SCADA Hacking: Monitoring SCADA Pages with Splunk

SCADA pages are among the most vulnerable pages out there. These pages include industrial control systems, water treatment plants, nuclear power plants, the power grid, and almost every other industrial facility. These pages are likely to be targets in any cyber war, or even worse, targets of a terrorist attack.

scada

Although we have seen a few terrorist attacks in recent years, the scale of a cyber terrorist attack against a SCADA network site overshadows these attacks in terms of their potential significance. Remember the 1982 Bhopal disaster in India? That industrial accident reportedly killed over 16.000 people and injured over 500.000 others. If cyber terrorists are able to attack, disable, DoS, manipulate such a factory, the death toll could be staggering.

Page SCADA security

There are many ways to secure a SCADA page. The two basic rules for securing such a location are as follows,

(1) isolate the SCADA system from the corporate or any other network;

(2) patch all systems

As simple as these two rules seem, they are much harder to do than to say.

Using Splunk in SCADA

Splunk is a great tool for monitoring your IT network, as it aggregates all of your machine data into a single repository that you can search and monitor. Unfortunately, it won't do the same for your SCADA system. The problem is that the protocols in SCADA are unique and in some cases proprietary, and Splunk is not built to access this machine data. These protocols include modbus, Profinet, DNP3 and more

Fortunately, a company called Kepware has developed a plug-in for Splunk that allows us to use Splunk in a SCADA environment. One of the protocols common to SCADA is OPC. Kepware's server, plug-in to Splunk is able to pull the data from the SCADA/ICS environment, convert it to ASCII data pairs and feed it to Splunk.

spl

According to OPC terminology, the Kepware server/plugin is an OPC client as it requests data from SCADA devices. Since they contain the data, they are referred to as “servers”.

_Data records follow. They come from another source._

use std::env;
use std::fs;
use std::io;
use std::path::{Path, PathBuf};

use serde::Deserialize;
use thiserror::Error;

use crate::rchain::provider::{AskOptions, Provider};

/// Per-provider overrides from the `[providers.<name>]` tables.
#[derive(Debug, Clone, Deserialize, Default)]
#[serde(deny_unknown_fields)]
pub struct ProviderProfile {
    pub base_url: Option<String>,
    pub model: Option<String>,
    pub temperature: Option<f32>,
    pub max_tokens: Option<u32>,
    pub timeout: Option<u64>,
    pub retries: Option<u32>,
    pub retry_delay: Option<u64>,
}

impl ProviderProfile {
    pub fn ask_options(&self) -> AskOptions {
        let defaults = AskOptions::default();
        AskOptions {
            temperature: self.temperature,
            max_tokens: self.max_tokens,
            timeout_secs: self.timeout,
            retries: self.retries.unwrap_or(defaults.retries),
            retry_delay_ms: self.retry_delay.unwrap_or(defaults.retry_delay_ms),
        }
    }
}

#[derive(Debug, Clone, Deserialize, Default)]
#[serde(deny_unknown_fields)]
pub struct ProvidersSection {
    #[serde(default)]
    pub groq: ProviderProfile,
    #[serde(default)]
    pub google: ProviderProfile,
    #[serde(default)]
    pub openrouter: ProviderProfile,
}

impl ProvidersSection {
    pub fn profile(&self, provider: Provider) -> &ProviderProfile {
        match provider {
            Provider::Groq => &self.groq,
            Provider::Google => &self.google,
            Provider::OpenRouter => &self.openrouter,
        }
    }
}

#[derive(Debug, Clone, Deserialize, Default)]
#[serde(deny_unknown_fields)]
pub struct OllamaSection {
    pub host: Option<String>,
}

/// Settings loaded once at startup and handed to each component.
#[derive(Debug, Clone, Deserialize, Default)]
#[serde(deny_unknown_fields)]
pub struct Settings {
    #[serde(default)]
    pub providers: ProvidersSection,
    #[serde(default)]
    pub ollama: OllamaSection,
}

#[derive(Debug, Error)]
pub enum ConfigError {
    #[error("Failed to read config file '{}': {source}", .path.display())]
    Read { path: PathBuf, source: io::Error },
    #[error("Failed to parse config file '{}': {source}", .path.display())]
    Parse {
        path: PathBuf,
        source: toml::de::Error,
    },
    #[error("Invalid config file '{}': {message}", .path.display())]
    Invalid { path: PathBuf, message: String },
    #[error("Cannot resolve config path: set LLMKIT_CONFIG or HOME/XDG_CONFIG_HOME.")]
    NoPath,
}

/// Loads settings for a run.
///
/// An explicit path (flag or `LLMKIT_CONFIG`) must exist. The default
/// location is optional; without it every provider uses built-in defaults.
pub fn load_settings(explicit: Option<&Path>) -> Result<Settings, ConfigError> {
    if let Some(path) = explicit_path(explicit) {
        return read_settings(&path);
    }

    match default_path() {
        Some(path) if path.is_file() => read_settings(&path),
        _ => Ok(Settings::default()),
    }
}

/// Parses and validates the settings file, returning its path.
pub fn validate_config(explicit: Option<&Path>) -> Result<PathBuf, ConfigError> {
    let path = match explicit_path(explicit) {
        Some(path) => path,
        None => default_path().ok_or(ConfigError::NoPath)?,
    };
    read_settings(&path)?;
    Ok(path)
}

pub fn parse_settings(raw: &str, path: &Path) -> Result<Settings, ConfigError> {
    let settings: Settings = toml::from_str(raw).map_err(|source| ConfigError::Parse {
        path: path.to_path_buf(),
        source,
    })?;
    validate(&settings).map_err(|message| ConfigError::Invalid {
        path: path.to_path_buf(),
        message,
    })?;
    Ok(settings)
}

fn read_settings(path: &Path) -> Result<Settings, ConfigError> {
    let raw = fs::read_to_string(path).map_err(|source| ConfigError::Read {
        path: path.to_path_buf(),
        source,
    })?;
    parse_settings(&raw, path)
}

fn validate(settings: &Settings) -> Result<(), String> {
    if settings.providers.google.model.is_some() {
        return Err(
            "providers.google.model is not configurable; Google always uses gemini-pro."
                .to_string(),
        );
    }

    for provider in Provider::ALL {
        let profile = settings.providers.profile(provider);
        if let Some(base_url) = &profile.base_url {
            if !(base_url.starts_with("http://") || base_url.starts_with("https://")) {
                return Err(format!(
                    "providers.{}.base_url must start with http:// or https://",
                    provider.as_str()
                ));
            }
        }
        if let Some(model) = &profile.model {
            if model.trim().is_empty() {
                return Err(format!("providers.{}.model must not be empty", provider.as_str()));
            }
        }
        if let Some(temperature) = profile.temperature {
            if !(0.0..=2.0).contains(&temperature) {
                return Err(format!(
                    "providers.{}.temperature must be between 0.0 and 2.0",
                    provider.as_str()
                ));
            }
        }
    }

    if let Some(host) = &settings.ollama.host {
        if host.trim().is_empty() {
            return Err("ollama.host must not be empty".to_string());
        }
    }

    Ok(())
}

fn explicit_path(explicit: Option<&Path>) -> Option<PathBuf> {
    if let Some(path) = explicit {
        return Some(path.to_path_buf());
    }

    env::var("LLMKIT_CONFIG")
        .ok()
        .map(|path| path.trim().to_string())
        .filter(|path| !path.is_empty())
        .map(PathBuf::from)
}

fn default_path() -> Option<PathBuf> {
    if let Ok(xdg) = env::var("XDG_CONFIG_HOME") {
        let trimmed = xdg.trim();
        if !trimmed.is_empty() {
            return Some(PathBuf::from(trimmed).join("llmkit").join("config.toml"));
        }
    }

    let home = env::var("HOME").ok()?;
    Some(
        PathBuf::from(home)
            .join(".config")
            .join("llmkit")
            .join("config.toml"),
    )
}
//! Logging setup shared by every binary.

use std::io::{self, IsTerminal};
use std::sync::Once;

use tracing_subscriber::EnvFilter;

static INIT: Once = Once::new();

/// Installs the stderr subscriber. Later calls are ignored.
///
/// `RUST_LOG` overrides the default filter. `quiet` disables logging even
/// when `verbose` is also set.
pub fn init(verbose: bool, quiet: bool) {
    if quiet {
        return;
    }

    INIT.call_once(|| {
        let default_level = if verbose { "debug" } else { "warn" };
        let filter = EnvFilter::try_from_default_env()
            .unwrap_or_else(|_| EnvFilter::new(format!("llmkit={default_level}")));

        let _ = tracing_subscriber::fmt()
            .with_env_filter(filter)
            .with_writer(io::stderr)
            .with_ansi(io::stderr().is_terminal())
            .with_target(false)
            .try_init();
    });
}
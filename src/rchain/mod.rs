//! Lightweight LLM integration helpers.
//!
//! Typed clients for the hosted chat providers and the local Ollama model
//! listing used by the CLI commands.

/// Assistant reply structures.
pub mod ai;
/// Chat client handle and provider factories.
pub mod chat_models;
pub(crate) mod chat_runtime;
/// Google Generative AI wire format.
pub mod google;
/// Local Ollama model listing.
pub mod ollama;
/// OpenAI-compatible chat-completions wire format.
pub mod openai;
/// Provider identities, credentials and errors.
pub mod provider;
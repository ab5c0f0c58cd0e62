/// Token accounting reported by a provider, when it reports any.
#[derive(Debug, Clone, Default, PartialEq, Eq)]
pub struct Usage {
    pub prompt_tokens: Option<u32>,
    pub completion_tokens: Option<u32>,
    pub total_tokens: Option<u32>,
}

/// Assistant message returned by chat models.
#[derive(Debug, Clone)]
pub struct AIMessage {
    /// Natural language content.
    pub content: String,
    pub usage: Option<Usage>,
}
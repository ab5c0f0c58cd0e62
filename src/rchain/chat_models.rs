use std::fmt;

use tracing::debug;

use crate::config::ProviderProfile;
use crate::rchain::ai::AIMessage;
use crate::rchain::provider::{
    AskOptions, ChatMessage, Credentials, Provider, ProviderError, default_base_url,
    default_model,
};
use crate::rchain::{google, openai};

/// Ready-to-use chat-completions client for one hosted provider.
///
/// Built fresh for every use by the `get_*_client` factories; the API key
/// has already been validated by the time a value of this type exists.
#[derive(Clone)]
pub struct ChatClient {
    pub(crate) provider: Provider,
    pub(crate) model: String,
    pub(crate) base_url: String,
    pub(crate) api_key: String,
    pub(crate) options: AskOptions,
    pub(crate) http: reqwest::Client,
}

impl ChatClient {
    /// Builds a client for `provider`, taking the key from `credentials`.
    pub fn new(
        provider: Provider,
        credentials: &Credentials,
        model: impl Into<String>,
        base_url: impl Into<String>,
        options: AskOptions,
    ) -> Result<Self, ProviderError> {
        let api_key = credentials.api_key(provider)?.to_string();
        let client = Self {
            provider,
            model: model.into(),
            base_url: base_url.into().trim_end_matches('/').to_string(),
            api_key,
            options,
            http: reqwest::Client::new(),
        };
        debug!(
            provider = provider.as_str(),
            model = %client.model,
            base_url = %client.base_url,
            api_key_present = true,
            "built chat client"
        );
        Ok(client)
    }

    pub fn provider(&self) -> Provider {
        self.provider
    }

    pub fn model(&self) -> &str {
        &self.model
    }

    pub fn base_url(&self) -> &str {
        &self.base_url
    }

    /// Sends `prompt` as a single user message and returns the reply.
    pub async fn invoke(&self, prompt: &str) -> Result<AIMessage, ProviderError> {
        self.invoke_messages(&[ChatMessage::user(prompt)]).await
    }

    /// Invokes the model with fully-typed role messages.
    pub async fn invoke_messages(
        &self,
        messages: &[ChatMessage],
    ) -> Result<AIMessage, ProviderError> {
        match self.provider {
            Provider::Groq | Provider::OpenRouter => openai::ask_messages(self, messages).await,
            Provider::Google => google::generate_content(self, messages).await,
        }
    }
}

impl fmt::Debug for ChatClient {
    fn fmt(&self, f: &mut fmt::Formatter<'_>) -> fmt::Result {
        f.debug_struct("ChatClient")
            .field("provider", &self.provider)
            .field("model", &self.model)
            .field("base_url", &self.base_url)
            .field("options", &self.options)
            .finish_non_exhaustive()
    }
}

/// Groq client. The model is the library default unless the profile names one.
pub fn get_groq_client(
    credentials: &Credentials,
    profile: &ProviderProfile,
) -> Result<ChatClient, ProviderError> {
    let provider = Provider::Groq;
    ChatClient::new(
        provider,
        credentials,
        profile.model.as_deref().unwrap_or(default_model(provider)),
        base_url(provider, profile),
        profile.ask_options(),
    )
}

/// Google Generative AI client, always bound to `gemini-pro`.
pub fn get_google_client(
    credentials: &Credentials,
    profile: &ProviderProfile,
) -> Result<ChatClient, ProviderError> {
    let provider = Provider::Google;
    ChatClient::new(
        provider,
        credentials,
        default_model(provider),
        base_url(provider, profile),
        profile.ask_options(),
    )
}

/// OpenRouter client. `model_name` wins over the profile, which wins over
/// `google/gemini-pro`.
pub fn get_openrouter_client(
    credentials: &Credentials,
    profile: &ProviderProfile,
    model_name: Option<&str>,
) -> Result<ChatClient, ProviderError> {
    let provider = Provider::OpenRouter;
    let model = model_name
        .or(profile.model.as_deref())
        .unwrap_or(default_model(provider));
    ChatClient::new(
        provider,
        credentials,
        model,
        base_url(provider, profile),
        profile.ask_options(),
    )
}

fn base_url<'a>(provider: Provider, profile: &'a ProviderProfile) -> &'a str {
    profile
        .base_url
        .as_deref()
        .unwrap_or(default_base_url(provider))
}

The key to using Splunk with SCADA/ICS is data collection. Before proceeding with a further process we need to configure Splunk to receive data from a TCP port. Start Splunk and go to AddData -> Monitor and then click TCP / UDP in the left menu and it opens a screen like the one below.

slp1

Select a port on which Splunk will listen. Which port doesn't matter, but avoid frequently used ports. From there Splunk will receive the SCADA/ICS data from the Kepware plugin.

Now, to do the data collection we will need a plug-in for Splunk called IDF or Industrial Data Forwarded by Kepware. We can get the plugin at

https://info.kepware.com/opc-foundation-kepserverex-download όπως φαίνεται παρακάτω.

spl1

After signing up, download IDF for Splunk.

spl2

Follow the steps of the Kepware wizard.

spl3

For demonstration purposes, let's select the suite “Oil and gas". By selecting this suite, Kepware will load the appropriate drivers for devices commonly used in this industry.

spl4

Then click the button Newer posts.

spl5

Then click on Newer posts and Newer posts and Installation.

spl6

And finally, click the button End.

To start Kepware Server, click the icon Kepware Server or click the Kepware icon on the button Startup and programs and Kepware Server will open as below.

spl7

Now, click on Help –> Support Information –> Releases. When you do this, you will see all installed drivers and plugins with their version number.

spl8

Kepware uses OPC or Open Productivity and Connectivity (this is a protocol developed by Microsoft in the 1990s based on DCOM and is now open source) to collect device information. It is a client/server technology, where one application acts as a server and another as a client.

An OPC server can communicate data continuously between PLCs in the factory, RTUs in the field, HMI workstations and software applications on desktop computers. This configuration enables continuous real-time communication, even when the hardware and software are from different vendors.

We can open the OPC Quick Client in Kepware by going to Tools -> Launch OPC Quick Client.

spl9

It opens the OPC “client” as below.

spl10

This way Kepware collects the information that can then be used with Splunk for analysis. Once Kepware Server has collected the information and converted it to ASCII pairs, this data can then be imported directly into Splunk and analyzed like any other, including the Splunk processing language.

iGuRu.gr The Best Technology Site in Greecegns

every publication, directly to your inbox

Join the 2.113 registrants.
SCADA Hacking, SCADA

Written by Anastasis Vasileiadis

Translations are like women. When they are beautiful they are not faithful and when they are faithful they are not beautiful.

Leave a reply

Your message will not be published if:
1. Contains insulting, defamatory, racist, offensive or inappropriate comments.
2. Causes harm to minors.
3. It interferes with the privacy and individual and social rights of other users.
4. Advertises products or services or websites.
5. Contains personal information (address, phone, etc.).